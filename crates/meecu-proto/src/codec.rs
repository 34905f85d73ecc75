use bytes::{Buf, BytesMut};

use crate::error::{ProtoError, Result};
use crate::header::{Header, CHECKSUM_SIZE, HEADER_SIZE, MAGIC};
use crate::message::{Message, MAX_PAYLOAD_LEN};

/// Default maximum payload size: everything the length field can describe.
pub const DEFAULT_MAX_PAYLOAD: usize = MAX_PAYLOAD_LEN;

/// Configuration for stream decoding and encoding.
#[derive(Debug, Clone)]
pub struct CodecConfig {
    /// Maximum payload size in bytes. Default: 65535.
    pub max_payload_size: usize,
}

impl Default for CodecConfig {
    fn default() -> Self {
        Self {
            max_payload_size: DEFAULT_MAX_PAYLOAD,
        }
    }
}

/// Decode one message from the front of a stream buffer.
///
/// Returns `Ok(None)` if the buffer doesn't contain a complete message yet.
/// On success, consumes exactly the message bytes from the buffer. On error
/// the buffer is left untouched.
pub fn decode_message(src: &mut BytesMut, max_payload: usize) -> Result<Option<Message>> {
    if src.len() >= MAGIC.len() && src[0..2] != MAGIC {
        return Err(ProtoError::InvalidMagic);
    }

    if src.len() < HEADER_SIZE {
        return Ok(None); // Need more data
    }

    let payload_len = u16::from_le_bytes([src[2], src[3]]) as usize;
    if payload_len > max_payload {
        return Err(ProtoError::PayloadTooLarge {
            size: payload_len,
            max: max_payload,
        });
    }

    let total = HEADER_SIZE + payload_len + CHECKSUM_SIZE;
    if src.len() < total {
        return Ok(None); // Need more data
    }

    let message = Message::from_bytes(&src[..total])?;
    src.advance(total);
    Ok(Some(message))
}

/// Drop a message that failed to decode and skip ahead to the next magic
/// marker. Returns the number of bytes discarded.
///
/// A message whose header and length were intact (bad checksum, unregistered
/// command) is skipped whole. Anything else loses one byte before the search,
/// so noise in front of a message costs only the noise.
pub fn discard_malformed(src: &mut BytesMut, err: &ProtoError) -> usize {
    let skip = match err {
        ProtoError::ChecksumMismatch { .. } | ProtoError::UnknownMessageType { .. } => {
            Header::parse(&src[..]).map_or(1, |header| header.wire_size())
        }
        _ => 1,
    };
    let skip = skip.min(src.len());
    src.advance(skip);

    let resync = match src.windows(MAGIC.len()).position(|w| w == MAGIC) {
        Some(pos) => pos,
        // The next read may complete a marker split across reads.
        None if src.last() == Some(&MAGIC[0]) => src.len() - 1,
        None => src.len(),
    };
    src.advance(resync);
    skip + resync
}

/// Append a message to a stream buffer, enforcing `max_payload`. Returns the
/// checksum written.
pub fn encode_message(message: &Message, dst: &mut BytesMut, max_payload: usize) -> Result<u16> {
    let size = message.payload().len();
    if size > max_payload {
        return Err(ProtoError::PayloadTooLarge {
            size,
            max: max_payload,
        });
    }
    Ok(message.encode_into(dst))
}

#[cfg(feature = "async")]
pub use self::framed::MessageCodec;

#[cfg(feature = "async")]
mod framed {
    use bytes::BytesMut;
    use tokio_util::codec::{Decoder, Encoder};

    use super::{decode_message, encode_message, CodecConfig};
    use crate::error::ProtoError;
    use crate::message::Message;

    /// `tokio_util` codec for use with `FramedRead`/`FramedWrite`.
    #[derive(Debug, Clone, Default)]
    pub struct MessageCodec {
        config: CodecConfig,
    }

    impl MessageCodec {
        pub fn new() -> Self {
            Self::default()
        }

        pub fn with_config(config: CodecConfig) -> Self {
            Self { config }
        }

        pub fn config(&self) -> &CodecConfig {
            &self.config
        }
    }

    impl Decoder for MessageCodec {
        type Item = Message;
        type Error = ProtoError;

        fn decode(&mut self, src: &mut BytesMut) -> Result<Option<Message>, ProtoError> {
            decode_message(src, self.config.max_payload_size)
        }

        fn decode_eof(&mut self, src: &mut BytesMut) -> Result<Option<Message>, ProtoError> {
            match self.decode(src)? {
                Some(message) => Ok(Some(message)),
                None if src.is_empty() => Ok(None),
                None => Err(ProtoError::ConnectionClosed),
            }
        }
    }

    impl Encoder<Message> for MessageCodec {
        type Error = ProtoError;

        fn encode(&mut self, item: Message, dst: &mut BytesMut) -> Result<(), ProtoError> {
            encode_message(&item, dst, self.config.max_payload_size).map(|_| ())
        }
    }

    impl Encoder<&Message> for MessageCodec {
        type Error = ProtoError;

        fn encode(&mut self, item: &Message, dst: &mut BytesMut) -> Result<(), ProtoError> {
            encode_message(item, dst, self.config.max_payload_size).map(|_| ())
        }
    }

}

#[cfg(test)]
mod tests {
    use bytes::BufMut;

    use super::*;
    use crate::request;

    #[test]
    fn test_decode_single_message() {
        let mut buf = BytesMut::new();
        let msg = request::get_hash(request::HashMode::Detailed);
        encode_message(&msg, &mut buf, DEFAULT_MAX_PAYLOAD).unwrap();

        assert_eq!(buf.len(), msg.wire_size());

        let decoded = decode_message(&mut buf, DEFAULT_MAX_PAYLOAD)
            .unwrap()
            .unwrap();
        assert_eq!(decoded, msg);
        assert!(buf.is_empty());
    }

    #[test]
    fn test_decode_incomplete_header() {
        let mut buf = BytesMut::from(&[0x4d, 0x45, 0x01][..]);
        let result = decode_message(&mut buf, DEFAULT_MAX_PAYLOAD).unwrap();
        assert!(result.is_none());
        assert_eq!(buf.len(), 3);
    }

    #[test]
    fn test_decode_incomplete_payload() {
        let mut buf = BytesMut::new();
        request::set_reporting(true).encode_into(&mut buf);
        buf.truncate(HEADER_SIZE + 1); // Drop the checksum

        let result = decode_message(&mut buf, DEFAULT_MAX_PAYLOAD).unwrap();
        assert!(result.is_none());
    }

    #[test]
    fn test_decode_invalid_magic_early() {
        let mut buf = BytesMut::from(&[0xff, 0xff][..]);
        let result = decode_message(&mut buf, DEFAULT_MAX_PAYLOAD);
        assert!(matches!(result, Err(ProtoError::InvalidMagic)));
    }

    #[test]
    fn test_decode_payload_too_large() {
        let mut buf = BytesMut::new();
        buf.put_slice(&MAGIC);
        buf.put_u16_le(1024);
        buf.put_slice(&[0x0f, 0x00, 0x00]);

        let result = decode_message(&mut buf, 512);
        assert!(matches!(
            result,
            Err(ProtoError::PayloadTooLarge {
                size: 1024,
                max: 512
            })
        ));
    }

    #[test]
    fn test_decode_corrupt_message_keeps_buffer() {
        let mut buf = BytesMut::new();
        request::send_ack().encode_into(&mut buf);
        let last = buf.len() - 1;
        buf[last] ^= 0xff;

        let result = decode_message(&mut buf, DEFAULT_MAX_PAYLOAD);
        assert!(matches!(result, Err(ProtoError::ChecksumMismatch { .. })));
        assert_eq!(buf.len(), request::send_ack().wire_size());
    }

    #[test]
    fn test_multiple_messages() {
        let mut buf = BytesMut::new();
        request::set_reporting(true).encode_into(&mut buf);
        request::send_ack().encode_into(&mut buf);

        let m1 = decode_message(&mut buf, DEFAULT_MAX_PAYLOAD)
            .unwrap()
            .unwrap();
        let m2 = decode_message(&mut buf, DEFAULT_MAX_PAYLOAD)
            .unwrap()
            .unwrap();

        assert_eq!(m1, request::set_reporting(true));
        assert_eq!(m2, request::send_ack());
        assert!(buf.is_empty());
    }

    #[test]
    fn test_encode_rejects_over_limit() {
        let mut buf = BytesMut::new();
        let err = encode_message(&request::send_ack(), &mut buf, 0).unwrap_err();
        assert!(matches!(err, ProtoError::PayloadTooLarge { .. }));
        assert!(buf.is_empty());
    }

    #[test]
    fn test_discard_skips_whole_corrupt_message() {
        let mut buf = BytesMut::new();
        request::send_ack().encode_into(&mut buf);
        let last = buf.len() - 1;
        buf[last] ^= 0xff;
        request::get_ecu_info().encode_into(&mut buf);

        let err = decode_message(&mut buf, DEFAULT_MAX_PAYLOAD).unwrap_err();
        let discarded = discard_malformed(&mut buf, &err);
        assert_eq!(discarded, request::send_ack().wire_size());

        let next = decode_message(&mut buf, DEFAULT_MAX_PAYLOAD)
            .unwrap()
            .unwrap();
        assert_eq!(next, request::get_ecu_info());
    }

    #[test]
    fn test_discard_resyncs_past_noise() {
        let mut buf = BytesMut::from(&[0x00, 0x4d, 0x00, 0xff][..]);
        request::set_reporting(true).encode_into(&mut buf);

        let err = decode_message(&mut buf, DEFAULT_MAX_PAYLOAD).unwrap_err();
        assert!(matches!(err, ProtoError::InvalidMagic));
        assert_eq!(discard_malformed(&mut buf, &err), 4);

        let next = decode_message(&mut buf, DEFAULT_MAX_PAYLOAD)
            .unwrap()
            .unwrap();
        assert_eq!(next, request::set_reporting(true));
    }

    #[test]
    fn test_discard_bad_class_searches_from_next_byte() {
        // Magic followed by class 0x09, then a real message.
        let mut buf = BytesMut::from(
            &[0x4d, 0x45, 0x00, 0x00, 0x00, 0x09, 0x00, 0x00, 0x00][..],
        );
        request::send_ack().encode_into(&mut buf);

        let err = decode_message(&mut buf, DEFAULT_MAX_PAYLOAD).unwrap_err();
        assert!(matches!(err, ProtoError::InvalidClass(0x09)));
        assert_eq!(discard_malformed(&mut buf, &err), 9);
        assert_eq!(
            decode_message(&mut buf, DEFAULT_MAX_PAYLOAD).unwrap(),
            Some(request::send_ack())
        );
    }

    #[test]
    fn test_discard_keeps_trailing_marker_byte() {
        let mut buf = BytesMut::from(&[0xff, 0xff, 0x4d][..]);
        let err = decode_message(&mut buf, DEFAULT_MAX_PAYLOAD).unwrap_err();
        assert_eq!(discard_malformed(&mut buf, &err), 2);
        assert_eq!(&buf[..], &[0x4d]);
    }

    #[test]
    fn test_discard_without_marker_empties_buffer() {
        let mut buf = BytesMut::from(&[0x01, 0x02, 0x03][..]);
        let err = decode_message(&mut buf, DEFAULT_MAX_PAYLOAD).unwrap_err();
        assert_eq!(discard_malformed(&mut buf, &err), 3);
        assert!(buf.is_empty());
    }
}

===

Your task => Which lines above include "struct"? Show each of them by copying it.

Response =>
pub struct CodecConfig {
    pub struct MessageCodec {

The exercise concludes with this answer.